**WHAT YOU WILL DO**
Return the listing word for word, as given.
━━━
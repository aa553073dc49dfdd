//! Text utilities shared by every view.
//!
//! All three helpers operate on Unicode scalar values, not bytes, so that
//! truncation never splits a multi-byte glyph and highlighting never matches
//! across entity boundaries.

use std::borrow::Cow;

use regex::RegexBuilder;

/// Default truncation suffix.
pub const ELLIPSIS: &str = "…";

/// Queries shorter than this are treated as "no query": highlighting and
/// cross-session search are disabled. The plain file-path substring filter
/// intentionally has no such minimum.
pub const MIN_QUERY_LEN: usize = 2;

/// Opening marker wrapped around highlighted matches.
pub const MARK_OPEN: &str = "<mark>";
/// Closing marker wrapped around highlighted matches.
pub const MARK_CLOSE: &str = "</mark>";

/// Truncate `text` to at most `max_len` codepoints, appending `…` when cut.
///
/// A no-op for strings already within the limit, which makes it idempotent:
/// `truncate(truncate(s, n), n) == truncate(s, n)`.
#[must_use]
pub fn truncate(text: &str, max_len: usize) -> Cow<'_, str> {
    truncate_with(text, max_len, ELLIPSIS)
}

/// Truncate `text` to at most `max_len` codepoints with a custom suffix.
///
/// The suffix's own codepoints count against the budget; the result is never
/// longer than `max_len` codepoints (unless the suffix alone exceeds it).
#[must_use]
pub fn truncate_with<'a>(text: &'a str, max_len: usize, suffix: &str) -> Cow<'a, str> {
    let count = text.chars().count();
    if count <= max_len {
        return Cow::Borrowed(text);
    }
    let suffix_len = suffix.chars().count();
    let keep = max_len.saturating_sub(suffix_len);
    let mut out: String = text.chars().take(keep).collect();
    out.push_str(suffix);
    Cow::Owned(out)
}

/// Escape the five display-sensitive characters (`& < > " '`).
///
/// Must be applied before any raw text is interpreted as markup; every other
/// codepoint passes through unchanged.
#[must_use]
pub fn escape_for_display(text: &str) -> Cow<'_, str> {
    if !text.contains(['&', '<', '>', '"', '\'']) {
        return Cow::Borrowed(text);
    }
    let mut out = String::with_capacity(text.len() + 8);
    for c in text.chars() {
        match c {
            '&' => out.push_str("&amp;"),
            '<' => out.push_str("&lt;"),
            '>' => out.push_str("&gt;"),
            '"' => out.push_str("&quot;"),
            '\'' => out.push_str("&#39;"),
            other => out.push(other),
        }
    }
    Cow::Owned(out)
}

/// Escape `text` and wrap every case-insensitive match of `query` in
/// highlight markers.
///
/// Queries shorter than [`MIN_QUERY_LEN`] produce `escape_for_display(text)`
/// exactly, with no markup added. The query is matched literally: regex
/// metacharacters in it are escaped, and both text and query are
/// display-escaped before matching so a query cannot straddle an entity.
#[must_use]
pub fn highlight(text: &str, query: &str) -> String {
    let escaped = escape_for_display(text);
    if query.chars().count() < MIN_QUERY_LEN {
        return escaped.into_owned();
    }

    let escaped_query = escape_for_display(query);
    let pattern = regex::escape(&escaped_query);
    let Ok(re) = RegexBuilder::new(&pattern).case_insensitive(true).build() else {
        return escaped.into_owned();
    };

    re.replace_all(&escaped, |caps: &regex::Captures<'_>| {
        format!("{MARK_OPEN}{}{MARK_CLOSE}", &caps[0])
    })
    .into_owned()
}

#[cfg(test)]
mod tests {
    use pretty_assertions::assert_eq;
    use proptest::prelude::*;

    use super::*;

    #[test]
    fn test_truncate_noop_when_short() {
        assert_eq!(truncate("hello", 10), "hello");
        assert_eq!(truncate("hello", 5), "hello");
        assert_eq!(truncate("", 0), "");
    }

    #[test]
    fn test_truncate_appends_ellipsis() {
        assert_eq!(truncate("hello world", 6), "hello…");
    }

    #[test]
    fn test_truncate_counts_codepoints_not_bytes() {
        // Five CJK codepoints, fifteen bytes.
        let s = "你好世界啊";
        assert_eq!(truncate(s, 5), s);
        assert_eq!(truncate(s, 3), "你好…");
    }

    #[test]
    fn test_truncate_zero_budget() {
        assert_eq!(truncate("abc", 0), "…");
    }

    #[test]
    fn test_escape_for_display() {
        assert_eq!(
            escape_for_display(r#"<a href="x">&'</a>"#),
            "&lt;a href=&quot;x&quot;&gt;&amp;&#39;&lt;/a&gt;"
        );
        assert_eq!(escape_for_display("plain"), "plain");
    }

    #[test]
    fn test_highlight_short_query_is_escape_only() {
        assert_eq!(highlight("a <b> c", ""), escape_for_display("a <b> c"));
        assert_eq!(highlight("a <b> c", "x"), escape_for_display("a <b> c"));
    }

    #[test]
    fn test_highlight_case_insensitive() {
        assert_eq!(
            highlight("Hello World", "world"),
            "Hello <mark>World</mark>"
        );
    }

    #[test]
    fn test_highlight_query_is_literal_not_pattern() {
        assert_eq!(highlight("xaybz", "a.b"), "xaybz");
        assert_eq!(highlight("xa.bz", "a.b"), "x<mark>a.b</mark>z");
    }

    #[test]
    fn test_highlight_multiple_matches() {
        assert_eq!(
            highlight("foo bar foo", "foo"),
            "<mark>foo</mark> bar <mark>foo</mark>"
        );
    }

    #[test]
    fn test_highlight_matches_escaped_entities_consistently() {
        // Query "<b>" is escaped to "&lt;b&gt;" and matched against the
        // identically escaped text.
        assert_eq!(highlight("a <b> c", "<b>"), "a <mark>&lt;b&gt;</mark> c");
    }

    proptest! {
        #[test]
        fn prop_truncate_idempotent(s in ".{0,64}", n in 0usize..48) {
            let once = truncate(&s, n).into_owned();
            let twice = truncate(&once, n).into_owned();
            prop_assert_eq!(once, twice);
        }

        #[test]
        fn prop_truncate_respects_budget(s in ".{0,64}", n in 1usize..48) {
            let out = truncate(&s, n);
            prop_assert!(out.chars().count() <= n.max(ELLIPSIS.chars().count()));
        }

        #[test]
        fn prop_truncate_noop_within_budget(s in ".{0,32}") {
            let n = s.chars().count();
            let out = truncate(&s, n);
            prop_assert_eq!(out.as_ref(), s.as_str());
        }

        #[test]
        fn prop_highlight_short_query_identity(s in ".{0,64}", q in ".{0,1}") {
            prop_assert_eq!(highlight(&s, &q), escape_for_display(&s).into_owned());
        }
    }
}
━━━
**WRITTEN RESPONSE**
repository aa553073dc49dfdd
//! Text utilities shared by every view.
//!
//! All three helpers operate on Unicode scalar values, not bytes, so that
//! truncation never splits a multi-byte glyph and highlighting never matches
//! across entity boundaries.

use std::borrow::Cow;

use regex::RegexBuilder;

/// Default truncation suffix.
pub const ELLIPSIS: &str = "…";

/// Queries shorter than this are treated as "no query": highlighting and
/// cross-session search are disabled. The plain file-path substring filter
/// intentionally has no such minimum.
pub const MIN_QUERY_LEN: usize = 2;

/// Opening marker wrapped around highlighted matches.
pub const MARK_OPEN: &str = "<mark>";
/// Closing marker wrapped around highlighted matches.
pub const MARK_CLOSE: &str = "</mark>";

/// Truncate `text` to at most `max_len` codepoints, appending `…` when cut.
///
/// A no-op for strings already within the limit, which makes it idempotent:
/// `truncate(truncate(s, n), n) == truncate(s, n)`.
#[must_use]
pub fn truncate(text: &str, max_len: usize) -> Cow<'_, str> {
    truncate_with(text, max_len, ELLIPSIS)
}

/// Truncate `text` to at most `max_len` codepoints with a custom suffix.
///
/// The suffix's own codepoints count against the budget; the result is never
/// longer than `max_len` codepoints (unless the suffix alone exceeds it).
#[must_use]
pub fn truncate_with<'a>(text: &'a str, max_len: usize, suffix: &str) -> Cow<'a, str> {
    let count = text.chars().count();
    if count <= max_len {
        return Cow::Borrowed(text);
    }
    let suffix_len = suffix.chars().count();
    let keep = max_len.saturating_sub(suffix_len);
    let mut out: String = text.chars().take(keep).collect();
    out.push_str(suffix);
    Cow::Owned(out)
}

/// Escape the five display-sensitive characters (`& < > " '`).
///
/// Must be applied before any raw text is interpreted as markup; every other
/// codepoint passes through unchanged.
#[must_use]
pub fn escape_for_display(text: &str) -> Cow<'_, str> {
    if !text.contains(['&', '<', '>', '"', '\'']) {
        return Cow::Borrowed(text);
    }
    let mut out = String::with_capacity(text.len() + 8);
    for c in text.chars() {
        match c {
            '&' => out.push_str("&amp;"),
            '<' => out.push_str("&lt;"),
            '>' => out.push_str("&gt;"),
            '"' => out.push_str("&quot;"),
            '\'' => out.push_str("&#39;"),
            other => out.push(other),
        }
    }
    Cow::Owned(out)
}

/// Escape `text` and wrap every case-insensitive match of `query` in
/// highlight markers.
///
/// Queries shorter than [`MIN_QUERY_LEN`] produce `escape_for_display(text)`
/// exactly, with no markup added. The query is matched literally: regex
/// metacharacters in it are escaped, and both text and query are
/// display-escaped before matching so a query cannot straddle an entity.
#[must_use]
pub fn highlight(text: &str, query: &str) -> String {
    let escaped = escape_for_display(text);
    if query.chars().count() < MIN_QUERY_LEN {
        return escaped.into_owned();
    }

    let escaped_query = escape_for_display(query);
    let pattern = regex::escape(&escaped_query);
    let Ok(re) = RegexBuilder::new(&pattern).case_insensitive(true).build() else {
        return escaped.into_owned();
    };

    re.replace_all(&escaped, |caps: &regex::Captures<'_>| {
        format!("{MARK_OPEN}{}{MARK_CLOSE}", &caps[0])
    })
    .into_owned()
}

#[cfg(test)]
mod tests {
    use pretty_assertions::assert_eq;
    use proptest::prelude::*;

    use super::*;

    #[test]
    fn test_truncate_noop_when_short() {
        assert_eq!(truncate("hello", 10), "hello");
        assert_eq!(truncate("hello", 5), "hello");
        assert_eq!(truncate("", 0), "");
    }

    #[test]
    fn test_truncate_appends_ellipsis() {
        assert_eq!(truncate("hello world", 6), "hello…");
    }

    #[test]
    fn test_truncate_counts_codepoints_not_bytes() {
        // Five CJK codepoints, fifteen bytes.
        let s = "你好世界啊";
        assert_eq!(truncate(s, 5), s);
        assert_eq!(truncate(s, 3), "你好…");
    }

    #[test]
    fn test_truncate_zero_budget() {
        assert_eq!(truncate("abc", 0), "…");
    }

    #[test]
    fn test_escape_for_display() {
        assert_eq!(
            escape_for_display(r#"<a href="x">&'</a>"#),
            "&lt;a href=&quot;x&quot;&gt;&amp;&#39;&lt;/a&gt;"
        );
        assert_eq!(escape_for_display("plain"), "plain");
    }

    #[test]
    fn test_highlight_short_query_is_escape_only() {
        assert_eq!(highlight("a <b> c", ""), escape_for_display("a <b> c"));
        assert_eq!(highlight("a <b> c", "x"), escape_for_display("a <b> c"));
    }

    #[test]
    fn test_highlight_case_insensitive() {
        assert_eq!(
            highlight("Hello World", "world"),
            "Hello <mark>World</mark>"
        );
    }

    #[test]
    fn test_highlight_query_is_literal_not_pattern() {
        assert_eq!(highlight("xaybz", "a.b"), "xaybz");
        assert_eq!(highlight("xa.bz", "a.b"), "x<mark>a.b</mark>z");
    }

    #[test]
    fn test_highlight_multiple_matches() {
        assert_eq!(
            highlight("foo bar foo", "foo"),
            "<mark>foo</mark> bar <mark>foo</mark>"
        );
    }

    #[test]
    fn test_highlight_matches_escaped_entities_consistently() {
        // Query "<b>" is escaped to "&lt;b&gt;" and matched against the
        // identically escaped text.
        assert_eq!(highlight("a <b> c", "<b>"), "a <mark>&lt;b&gt;</mark> c");
    }

    proptest! {
        #[test]
        fn prop_truncate_idempotent(s in ".{0,64}", n in 0usize..48) {
            let once = truncate(&s, n).into_owned();
            let twice = truncate(&once, n).into_owned();
            prop_assert_eq!(once, twice);
        }

        #[test]
        fn prop_truncate_respects_budget(s in ".{0,64}", n in 1usize..48) {
            let out = truncate(&s, n);
            prop_assert!(out.chars().count() <= n.max(ELLIPSIS.chars().count()));
        }

        #[test]
        fn prop_truncate_noop_within_budget(s in ".{0,32}") {
            let n = s.chars().count();
            let out = truncate(&s, n);
            prop_assert_eq!(out.as_ref(), s.as_str());
        }

        #[test]
        fn prop_highlight_short_query_identity(s in ".{0,64}", q in ".{0,1}") {
            prop_assert_eq!(highlight(&s, &q), escape_for_display(&s).into_owned());
        }
    }
}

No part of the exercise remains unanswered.